::: EXERCISE MATERIALS :::

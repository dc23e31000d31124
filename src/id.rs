//! # Record Identifiers
//!
//! A [`RecordId`] is a 64-bit value naming exactly one record within a table.
//! Two derivation modes exist:
//!
//! - **Keyed**: SHA-256 over the UTF-8 seed followed by the 8 little-endian
//!   bytes of the salt; the first 8 digest bytes become the id. The same
//!   seed and salt always produce the same id, which is how name-derived
//!   primary keys work (e.g. a username hashed with the host node id as
//!   salt).
//! - **Random**: when no natural key exists, a `"<now_ms>:<random_u32>"`
//!   seed is synthesized and pushed through the same keyed derivation.
//!
//! Composite keys concatenate two hex-encoded ids with a `:` separator and
//! derive from that, giving a deterministic id for a *pair* of records
//! (e.g. per-user read markers on shared items).
//!
//! ## Filename Form
//!
//! `to_hex` renders the high 32 bits then the low 32 bits, zero-padded to 16
//! digits. This is the record's filename stem, and `from_hex` inverts it
//! accepting either letter case.

use std::fmt;
use std::time::{SystemTime, UNIX_EPOCH};

use sha2::{Digest, Sha256};

use crate::config::ID_HEX_LEN;

/// 64-bit record identifier, unique within its table.
#[derive(Debug, Clone, Copy, PartialEq, Eq, Hash, PartialOrd, Ord)]
pub struct RecordId(u64);

impl RecordId {
    /// Derives an identifier from `seed` and `salt`.
    ///
    /// With no seed, a timestamp-and-random seed is synthesized, making the
    /// result effectively unique rather than reproducible. This never fails.
    pub fn derive(seed: Option<&str>, salt: u64) -> Self {
        match seed {
            Some(seed) => Self::hash_seed(seed, salt),
            None => {
                let now_ms = SystemTime::now()
                    .duration_since(UNIX_EPOCH)
                    .map(|d| d.as_millis())
                    .unwrap_or(0);
                let seed = format!("{}:{}", now_ms, rand::random::<u32>());
                Self::hash_seed(&seed, salt)
            }
        }
    }

    /// Shorthand for `derive(None, 0)`: a fresh identifier with no natural key.
    pub fn random() -> Self {
        Self::derive(None, 0)
    }

    /// Deterministic identifier for a pair of records: the keyed derivation
    /// of `"<hex(a)>:<hex(b)>"`. Argument order matters.
    pub fn composite(a: RecordId, b: RecordId, salt: u64) -> Self {
        Self::hash_seed(&format!("{}:{}", a.to_hex(), b.to_hex()), salt)
    }

    fn hash_seed(seed: &str, salt: u64) -> Self {
        let mut hasher = Sha256::new();
        hasher.update(seed.as_bytes());
        hasher.update(salt.to_le_bytes());
        let digest = hasher.finalize();

        let mut head = [0u8; 8];
        head.copy_from_slice(&digest[..8]);
        RecordId(u64::from_le_bytes(head))
    }

    /// Fixed-width hex form used as the record filename stem.
    pub fn to_hex(self) -> String {
        self.to_string()
    }

    /// Parses the 16-digit hex form, either letter case. Returns `None` for
    /// any other length or for non-hex characters.
    pub fn from_hex(hex: &str) -> Option<Self> {
        if hex.len() != ID_HEX_LEN || !hex.bytes().all(|b| b.is_ascii_hexdigit()) {
            return None;
        }
        u64::from_str_radix(hex, 16).ok().map(RecordId)
    }

    pub fn as_u64(self) -> u64 {
        self.0
    }
}

impl From<u64> for RecordId {
    fn from(raw: u64) -> Self {
        RecordId(raw)
    }
}

impl From<RecordId> for u64 {
    fn from(id: RecordId) -> Self {
        id.0
    }
}

impl fmt::Display for RecordId {
    fn fmt(&self, f: &mut fmt::Formatter<'_>) -> fmt::Result {
        write!(f, "{:08x}{:08x}", self.0 >> 32, self.0 & 0xFFFF_FFFF)
    }
}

:::

_INSTRUCTIONS TO FOLLOW_
From the data above, count the lines that hold the string "natural". Reply with only that number.

_WRITTEN RESPONSE_
2